Congrats again! Freakin awesome!


----------



## pompano67 (Oct 28, 2013)

Way to go again guys!!! Dang!!! Congrats!!!


----------



## Cap'n Davey (Mar 26, 2014)

Way to hang in there Alex!!!!!!!


----------



## KBGAub (Aug 19, 2012)

Great job guys! Great video (as usual) and good money win!


----------



## panhandleslim (Jan 11, 2013)

Alex,

You guys are smoking it this year. In spite of everything, you are doing what you have to do to get it done. 

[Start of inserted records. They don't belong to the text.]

// Copyright 2025 the Understory Authors
// SPDX-License-Identifier: Apache-2.0 OR MIT

//! The per-container carousel record and its handlers.
//!
//! ## Overview
//!
//! A [`Carousel`] exclusively owns the navigation state of one container: the
//! current index, the drag state, the track offsets, and the wheel debouncer.
//! Instances never share state, so any number of carousels can live on one page.
//!
//! ## Flow
//!
//! raw input → [`route`](crate::gesture::route) → drag state machine | buttons | wheel
//! debouncer → [`Intent`] → settle → [`Host`].
//!
//! Every committed index change funnels through one settle step which:
//! 1) recomputes the prev/next [`Controls`],
//! 2) collapses the track onto `current_index * -viewport_width`,
//! 3) forwards the offset to the host,
//! 4) optionally asks the host to scroll the container into view.
//!
//! Scroll-into-view is requested for button navigation and pointer releases only.
//! Wheel transitions, touch releases, pointer-leave releases, and resize re-layout
//! never scroll.
//!
//! ## Inert decks
//!
//! With fewer than two slides there is nowhere to go: drag, touch, and wheel input
//! is ignored and both controls stay disabled.

use alloc::vec::Vec;

use kurbo::Vec2;

use crate::config::{self, CarouselConfig, ConfigError, DeckLayout};
use crate::drag::{self, DragState};
use crate::gesture::{self, Release, Route};
use crate::host::{CooldownToken, FrameHandle, Host};
use crate::track::{Controls, Track};
use crate::types::{Disposition, InputEvent, Intent, Step};
use crate::wheel::WheelDebouncer;

/// Navigation state for one carousel container.
///
/// ## Usage
///
/// - Construct with [`Carousel::mount`] (or [`Carousel::new`] and settle later).
/// - Feed every host event to [`Carousel::handle`] and honor the returned
///   [`Disposition`].
/// - Drive the asynchronous tails: [`Carousel::on_frame`] for the repaint loop and
///   [`Carousel::on_cooldown_elapsed`] for the wheel cooldown.
#[derive(Clone, Debug)]
pub struct Carousel {
    config: CarouselConfig,
    label: Option<&'static str>,
    slide_count: usize,
    viewport_width: f64,
    has_prev: bool,
    has_next: bool,
    current_index: usize,
    controls: Controls,
    drag: DragState,
    track: Track,
    wheel: WheelDebouncer,
}

impl Carousel {
    /// Create a carousel for `layout` without touching any host.
    pub fn new(layout: DeckLayout, config: CarouselConfig) -> Result<Self, ConfigError> {
        config.validate()?;
        layout.validate()?;
        tracing::debug!(
            label = layout.label,
            slide_count = layout.slide_count,
            viewport_width = layout.viewport_width,
            interactive = layout.slide_count >= 2,
            "spawning carousel"
        );
        Ok(Self {
            config,
            label: layout.label,
            slide_count: layout.slide_count,
            viewport_width: layout.viewport_width,
            has_prev: layout.has_prev,
            has_next: layout.has_next,
            current_index: 0,
            controls: Controls::for_index(0, layout.slide_count),
            drag: DragState::Idle,
            track: Track::default(),
            wheel: WheelDebouncer::new(config.horizontal_sensitivity, config.vertical_sensitivity),
        })
    }

    /// Create a carousel and publish its initial position and control state.
    pub fn mount<H: Host + ?Sized>(
        layout: DeckLayout,
        config: CarouselConfig,
        host: &mut H,
    ) -> Result<Self, ConfigError> {
        let mut carousel = Self::new(layout, config)?;
        carousel.settle(host, false);
        Ok(carousel)
    }

    /// Mount one independent carousel per matched container.
    ///
    /// Stops at the first rejected layout.
    pub fn mount_all<'h, H, I>(decks: I, config: CarouselConfig) -> Result<Vec<Self>, ConfigError>
    where
        H: Host + ?Sized + 'h,
        I: IntoIterator<Item = (DeckLayout, &'h mut H)>,
    {
        decks
            .into_iter()
            .map(|(layout, host)| Self::mount(layout, config, host))
            .collect()
    }

    /// Container name given in the [`DeckLayout`], if any.
    pub fn label(&self) -> Option<&'static str> {
        self.label
    }

    /// Number of navigable slides.
    pub fn slide_count(&self) -> usize {
        self.slide_count
    }

    /// Index of the current slide.
    pub fn current_index(&self) -> usize {
        self.current_index
    }

    /// Whether drag, touch, and wheel input is honored (two or more slides).
    pub fn is_interactive(&self) -> bool {
        self.slide_count >= 2
    }

    /// Whether a drag gesture is in progress.
    pub fn is_dragging(&self) -> bool {
        self.drag.is_dragging()
    }

    /// Committed offset for the current index.
    pub fn prev_translate(&self) -> f64 {
        self.track.prev_translate()
    }

    /// Live offset, including any in-flight drag.
    pub fn current_translate(&self) -> f64 {
        self.track.current_translate()
    }

    /// Horizontal wheel delta accumulated toward the next transition.
    pub fn cumulative_wheel_delta(&self) -> f64 {
        self.wheel.accumulated()
    }

    /// Whether wheel-driven transitions are suppressed.
    pub fn wheel_cooldown_active(&self) -> bool {
        self.wheel.cooldown_active()
    }

    /// Control state as of the last settle.
    pub fn controls(&self) -> Controls {
        self.controls
    }

    /// Current viewport width.
    pub fn viewport_width(&self) -> f64 {
        self.viewport_width
    }

    /// Active configuration.
    pub fn config(&self) -> &CarouselConfig {
        &self.config
    }

    /// Route one host event and apply it.
    ///
    /// Returns what the host should suppress for the event.
    pub fn handle<H: Host + ?Sized>(
        &mut self,
        event: &InputEvent<'_>,
        host: &mut H,
    ) -> Disposition {
        let route = gesture::route(event);
        tracing::trace!(?route, index = self.current_index, "routing carousel input");
        match route {
            Route::Suppress(disposition) => disposition,
            Route::Button(step) => {
                self.page_by(step, host);
                Disposition::CONSUMED
            }
            Route::Resize(width) => {
                if let Err(err) = self.set_viewport_width(width, host) {
                    tracing::warn!(%err, "ignoring resize");
                }
                Disposition::empty()
            }
            Route::DragStart { slide, x } => {
                self.begin_drag(slide, x, host);
                Disposition::empty()
            }
            Route::DragMove { x } => {
                self.drag_to(x);
                Disposition::empty()
            }
            Route::DragEnd(release) => {
                self.end_drag(release, host);
                Disposition::empty()
            }
            Route::Wheel(delta) => self.wheel(delta, host),
        }
    }

    /// Move to the previous slide, scrolling into view. Returns whether it moved.
    pub fn go_prev<H: Host + ?Sized>(&mut self, host: &mut H) -> bool {
        self.page_by(Step::Prev, host)
    }

    /// Move to the next slide, scrolling into view. Returns whether it moved.
    pub fn go_next<H: Host + ?Sized>(&mut self, host: &mut H) -> bool {
        self.page_by(Step::Next, host)
    }

    /// Jump to `index` (clamped to the last slide), scrolling into view.
    ///
    /// Returns whether the index changed.
    pub fn go_to<H: Host + ?Sized>(&mut self, index: usize, host: &mut H) -> bool {
        self.apply(Intent::StepTo(index), true, host)
    }

    fn page_by<H: Host + ?Sized>(&mut self, step: Step, host: &mut H) -> bool {
        self.apply(Intent::PageBy(step), true, host)
    }

    /// Apply a navigation intent, settling when the index changes.
    ///
    /// Returns whether the index changed.
    fn apply<H: Host + ?Sized>(&mut self, intent: Intent, scroll: bool, host: &mut H) -> bool {
        let Some(index) = self.resolve(intent) else {
            return false;
        };
        tracing::debug!(from = self.current_index, to = index, ?intent, "carousel navigated");
        self.current_index = index;
        self.settle(host, scroll);
        true
    }

    /// Resolve an intent against the current state.
    ///
    /// A drag intent only moves the live offset. The others yield the index to settle
    /// on, or `None` when it is out of range or already current.
    fn resolve(&mut self, intent: Intent) -> Option<usize> {
        let target = match intent {
            Intent::Drag(dx) => {
                self.track.drag_to(dx);
                return None;
            }
            Intent::StepTo(index) => Some(index.min(self.slide_count.saturating_sub(1))),
            Intent::PageBy(step) => step.apply(self.current_index, self.slide_count),
        };
        target.filter(|&index| index != self.current_index)
    }

    /// Begin a drag on `slide` anchored at `x`.
    ///
    /// Any repaint loop left over from an unfinished gesture is cancelled first.
    pub fn begin_drag<H: Host + ?Sized>(&mut self, slide: usize, x: Option<f64>, host: &mut H) {
        if !self.is_interactive() {
            return;
        }
        if slide >= self.slide_count {
            tracing::warn!(slide, slide_count = self.slide_count, "drag start on unknown slide");
            return;
        }
        if let Some(stale) = self.drag.frame() {
            tracing::trace!(?stale, "cancelling repaint loop of unfinished drag");
            host.cancel_frame_loop(stale);
        }
        self.current_index = slide;
        let frame = host.request_frame_loop();
        self.drag = DragState::Dragging { anchor: x, frame };
        host.set_grabbing(true);
        tracing::trace!(slide, ?x, "drag started");
    }

    /// Update the live offset from a move to `x`.
    ///
    /// Ignored when no drag is in progress or the event carried no coordinate.
    pub fn drag_to(&mut self, x: Option<f64>) {
        let DragState::Dragging { anchor, .. } = self.drag else {
            return;
        };
        if x.is_none() {
            return;
        }
        let dx = drag::displacement(anchor, x);
        tracing::trace!(dx, "drag moved");
        self.resolve(Intent::Drag(dx));
    }

    /// Finish the drag, committing to an adjacent slide when it moved far enough.
    ///
    /// Always settles; only [`Release::Pointer`] scrolls into view.
    pub fn end_drag<H: Host + ?Sized>(&mut self, release: Release, host: &mut H) {
        let DragState::Dragging { frame, .. } = self.drag else {
            return;
        };
        host.cancel_frame_loop(frame);
        self.drag = DragState::Idle;

        let moved_by = self.track.moved_by();
        if let Some(index) = drag::commit_step(
            moved_by,
            self.config.drag_threshold,
            self.current_index,
            self.slide_count,
        )
        .and_then(|step| step.apply(self.current_index, self.slide_count))
        {
            tracing::debug!(from = self.current_index, to = index, moved_by, "drag committed");
            self.current_index = index;
        }
        host.set_grabbing(false);
        self.settle(host, release.scrolls_into_view());
    }

    /// Feed a wheel event to the debouncer.
    ///
    /// Wheel transitions never scroll into view.
    pub fn wheel<H: Host + ?Sized>(&mut self, delta: Vec2, host: &mut H) -> Disposition {
        if !self.is_interactive() {
            return Disposition::empty();
        }
        let out = self.wheel.feed(delta);
        if let Some(token) = out.cooldown {
            host.schedule_cooldown(self.config.wheel_cooldown, token);
        }
        if let Some(step) = out.fire {
            self.apply(Intent::PageBy(step), false, host);
        }
        out.disposition
    }

    /// Re-layout for a new viewport width, keeping the current index.
    pub fn set_viewport_width<H: Host + ?Sized>(
        &mut self,
        width: f64,
        host: &mut H,
    ) -> Result<(), ConfigError> {
        config::validate_width(width)?;
        self.viewport_width = width;
        self.settle(host, false);
        Ok(())
    }

    /// Repaint-loop tick.
    ///
    /// Forwards the live offset to the host and returns `true` while `handle` belongs
    /// to the drag in progress; returns `false` once the loop should stop.
    pub fn on_frame<H: Host + ?Sized>(&mut self, handle: FrameHandle, host: &mut H) -> bool {
        if self.drag.frame() != Some(handle) {
            tracing::trace!(?handle, "stopping stale repaint loop");
            return false;
        }
        host.apply_offset(self.track.current_translate());
        true
    }

    /// Wheel cooldown expiry. Returns whether `token` ended the active cooldown.
    pub fn on_cooldown_elapsed(&mut self, token: CooldownToken) -> bool {
        self.wheel.clear_cooldown(token)
    }

    fn settle<H: Host + ?Sized>(&mut self, host: &mut H, scroll: bool) {
        self.controls = Controls::for_index(self.current_index, self.slide_count);
        if self.has_prev || self.has_next {
            host.set_controls(self.controls);
        }
        let offset = self.track.settle(self.current_index, self.viewport_width);
        host.apply_offset(offset);
        if scroll {
            host.scroll_into_view(self.config.scroll);
        }
    }
}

Wish I was over there. I've traveled half way around the world to fish with the Dreamin' On in Papua New Guinea and you guys are catching more fish in the Gulf than I am catching over here........and larger size as well. I'm jealous.


----------



## big blue (Jun 28, 2008)

Pretty work guys!


----------



## ashcreek (Oct 4, 2007)

Some people just get it! Right now y'all are gettin it!


----------



## Captain Woody Woods (Oct 2, 2007)

Man, talk about lemons into lemonade. Strong work Alex and Milo. Feelgood story of the year


----------



## team_A_II (Mar 31, 2009)

Captain Woody Woods said:


> Man, talk about lemons into lemonade. Strong work Alex and Milo. Feelgood story of the year


Decade, not year.


----------



## bigtallluke (Jul 14, 2012)

Incredible work, thanks for the report and video! You guys are dominating out there, and it couldn't come at a better time!


----------



## fishsticker (Jan 11, 2009)

Gotta be one of the best years you could have when you take into account fishing 2 different boats and the fire incident. Easier to forget when you stack up tourney $ like that. Congrats


----------